Бруно не привык долго размышлять о своей судьбе и обстоятельно обдумывать свои поступки. Он был нетерпелив, доверяя велениям своего сердца, и смел. Решил отправиться в Италию.
Из немногих его вещей главным по значимости и наиболее внушительным по весу был сундук с незаконченными или неизданными рукописями. Их с каждым переездом становилось все больше и больше (а ведь издано немало — более двух десятков книг). За время пребывания во Франкфурте, включая недолгую поездку в Цюрих, он написал несколько сочинений. А издать удалось всего три книги — часть трудов, привезенных из Гельмштедта. Правда, тираж у них был немалый. Одна книга — «О сочетании образов, символов и представлений» — была новой вариацией на его давнюю тему о памяти и логике. Другая — «О тройном наименьшем и об измерении» — не была разрешена папской цензурой. Третья содержала две работы: «О монаде, числе и фигуре», «О неисчислимом, бесконечном и невообразимом».
Пожалуй, из них самой важной работой была «О монаде…». Здесь он вновь рассуждал о Едином — в наименьшем и величайшем, об атоме и Вселенной, точке и бесконечности, душе человека и всемирном разуме. Монада — есть минимальное (точка, атом, крупица души), неделимое, которое и следует считать основой мироздания.
Все эти сочинения Бруно, в отличие от лондонских, были написаны на латинском языке. Но в них чаще, чем прежде, встречаются отрывки, посвященные давно покинутой родине. «По этим страницам, — проницательно заметил его биограф Ю. М. Антоновский, — в сухих философских сочинениях не трудно было бы угадать то недалекое будущее, когда любовь к родине одержит верх над благоразумием и осторожностью и заставит Бруно возвратиться в Италию».
Приглашение Мочениго он воспринял как знамение судьбы, тем более оно подкреплялось денежным подарком, свидетельствующим о щедрости знатного венецианца. Взять подарок означало для Бруно неизбежность поездки в Италию. Он всегда сполна оплачивал долг.
Откуда было знать Джордано, что Мочениго подбрасывал ему приманку с самыми гнусными целями: выведать у прославленного философа секреты его мудрости и, пожалуй, магических знаний, оправдать этим свои расходы, а затем выдать закоренелого еретика и мага святой инквизиции.
А для изгнанника брезжили надежды на желанную встречу с родиной, на примирение с католической церковью, издание новых сочинений, все еще не законченных, преподавание философии или других наук.
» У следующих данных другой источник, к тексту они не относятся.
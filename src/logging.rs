//! Logging setup.
//!
//! The library only emits `tracing` events; binaries decide where they go.
//! [`init`] installs a `tracing-subscriber` fmt subscriber writing to stderr,
//! so streamed completions on stdout stay clean. `RUST_LOG` overrides the
//! configured level.

use crate::error::LiquidBooksError;
use serde::{Deserialize, Serialize};
use tracing_subscriber::filter::{EnvFilter, LevelFilter};
use tracing_subscriber::layer::SubscriberExt;
use tracing_subscriber::util::SubscriberInitExt;

/// Logging configuration, the `[logging]` table of the configuration file.
///
/// # Example
///
/// ```rust
/// use liquidbooks_ai::logging::{LogFormat, LogLevel, LoggingConfig};
///
/// let config = LoggingConfig::new()
///     .with_level(LogLevel::Debug)
///     .with_format(LogFormat::Json);
/// assert_eq!(config.level, LogLevel::Debug);
/// ```
#[derive(Debug, Clone, Copy, PartialEq, Eq, Default, Serialize, Deserialize)]
#[serde(default)]
pub struct LoggingConfig {
    /// Log level filter.
    pub level: LogLevel,
    /// Output format.
    pub format: LogFormat,
}

impl LoggingConfig {
    /// Creates a new LoggingConfig with default values.
    #[must_use]
    pub fn new() -> Self {
        Self::default()
    }

    /// Sets the log level filter.
    #[must_use]
    pub fn with_level(mut self, level: LogLevel) -> Self {
        self.level = level;
        self
    }

    /// Sets the output format.
    #[must_use]
    pub fn with_format(mut self, format: LogFormat) -> Self {
        self.format = format;
        self
    }

    /// Raises the level by one step per `-v` flag, never lowering it.
    #[must_use]
    pub fn with_verbosity(mut self, verbose: u8) -> Self {
        let requested = match verbose {
            0 => return self,
            1 => LogLevel::Debug,
            _ => LogLevel::Trace,
        };
        if requested.to_filter() > self.level.to_filter() {
            self.level = requested;
        }
        self
    }
}

/// Log level filter.
#[derive(Debug, Clone, Copy, PartialEq, Eq, Default, Serialize, Deserialize)]
#[serde(rename_all = "lowercase")]
pub enum LogLevel {
    /// Trace level - most verbose.
    Trace,
    /// Debug level.
    Debug,
    /// Info level.
    Info,
    /// Warn level - default.
    #[default]
    Warn,
    /// Error level - least verbose.
    Error,
}

impl LogLevel {
    /// Converts to tracing_subscriber LevelFilter.
    #[must_use]
    pub fn to_filter(self) -> LevelFilter {
        match self {
            Self::Trace => LevelFilter::TRACE,
            Self::Debug => LevelFilter::DEBUG,
            Self::Info => LevelFilter::INFO,
            Self::Warn => LevelFilter::WARN,
            Self::Error => LevelFilter::ERROR,
        }
    }
}

/// Log output format.
#[derive(Debug, Clone, Copy, PartialEq, Eq, Default, Serialize, Deserialize)]
#[serde(rename_all = "lowercase")]
pub enum LogFormat {
    /// Human-readable lines
    #[default]
    Pretty,
    /// One JSON object per event
    Json,
}

/// Installs the global subscriber.
///
/// # Errors
///
/// Returns a logging error if a global subscriber is already installed.
pub fn init(config: &LoggingConfig) -> Result<(), LiquidBooksError> {
    let filter = EnvFilter::builder()
        .with_default_directive(config.level.to_filter().into())
        .from_env_lossy();

    let registry = tracing_subscriber::registry().with(filter);

    let result = match config.format {
        LogFormat::Pretty => registry
            .with(
                tracing_subscriber::fmt::layer()
                    .with_writer(std::io::stderr)
                    .with_target(false),
            )
            .try_init(),
        LogFormat::Json => registry
            .with(
                tracing_subscriber::fmt::layer()
                    .json()
                    .with_writer(std::io::stderr),
            )
            .try_init(),
    };

    result.map_err(|e| LiquidBooksError::logging(e.to_string()))
}

#[cfg(test)]
mod tests {
    use super::*;

    #[test]
    fn defaults() {
        let config = LoggingConfig::default();
        assert_eq!(config.level, LogLevel::Warn);
        assert_eq!(config.format, LogFormat::Pretty);
        assert_eq!(LoggingConfig::new(), config);
    }

    #[test]
    fn deserializes_lowercase_names() {
        let config: LoggingConfig = toml::from_str(
            r#"
            level = "debug"
            format = "json"
            "#,
        )
        .unwrap();
        assert_eq!(config.level, LogLevel::Debug);
        assert_eq!(config.format, LogFormat::Json);
    }

    #[test]
    fn missing_fields_use_defaults() {
        let config: LoggingConfig = toml::from_str(r#"level = "error""#).unwrap();
        assert_eq!(config.level, LogLevel::Error);
        assert_eq!(config.format, LogFormat::Pretty);
    }

    #[test]
    fn log_level_to_filter_mapping() {
        assert_eq!(LogLevel::Trace.to_filter(), LevelFilter::TRACE);
        assert_eq!(LogLevel::Debug.to_filter(), LevelFilter::DEBUG);
        assert_eq!(LogLevel::Info.to_filter(), LevelFilter::INFO);
        assert_eq!(LogLevel::Warn.to_filter(), LevelFilter::WARN);
        assert_eq!(LogLevel::Error.to_filter(), LevelFilter::ERROR);
    }

    #[test]
    fn verbosity_raises_but_never_lowers() {
        let config = LoggingConfig::new();
        assert_eq!(config.with_verbosity(0).level, LogLevel::Warn);
        assert_eq!(config.with_verbosity(1).level, LogLevel::Debug);
        assert_eq!(config.with_verbosity(3).level, LogLevel::Trace);

        let trace = LoggingConfig::new().with_level(LogLevel::Trace);
        assert_eq!(trace.with_verbosity(1).level, LogLevel::Trace);
    }

    #[test]
    fn second_init_fails() {
        let config = LoggingConfig::new();
        let _ = init(&config);

        let err = init(&config).unwrap_err();
        assert!(err.to_string().starts_with("failed to initialize logging"));
    }
}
Он верил в чудо, но не в религиозное, а земное: «Италия, Неаполь, Нола, страна, вознесенная небом, вместе — и глава и десница земного шара, правительница и укротительница других народов, всегда для нас и для других была ты учительницей, кормилицей и матерью всех добродетелей, наук и человечности». Сознавал ли, предчувствовал ли он тогда, что колыбель гуманизма, Возрождения может стать для него глухой мучительной и безнадежной тюрьмой?..
Они с Бесслером двинулись в путь. В повозках, а то и пешком перебрались через осенние горные перевалы, где беснуются студеные ветры, и спустились в плодородные благодатные долины Италии.
Ноланец решил обосноваться в Падуанском университете — гордости Венецианской республики. Здесь пользовались уважением естественные науки (с 1592 года в Падуе преподавал Галилей). И хотя продолжалось общее увлечение Аристотелем, толковали его по-разному. Немногие — в духе схоластов, а другие — их было больше — очищали философию от религии. Бруно мог рассчитывать на возможность излагать собственные идеи.
Семинары Ноланца, к счастью, вызвали интерес и проходили без скандальных столкновений с педантами. Требовалась осторожность. Джордано старался ее проявлять. И то сказать, что означает приезд одного человека в шумную, огромную многолюдную Италию, разделенную на несколько обособленных и порой остро враждующих между собой областей! Продолжаются войны, религиозные распри, политические интриги… Один лишь человек — сам по себе, не наделенный властью, не имеющий титулов, званий, должностей. Его могут и не заметить, не пожелать заметить, простить, наконец!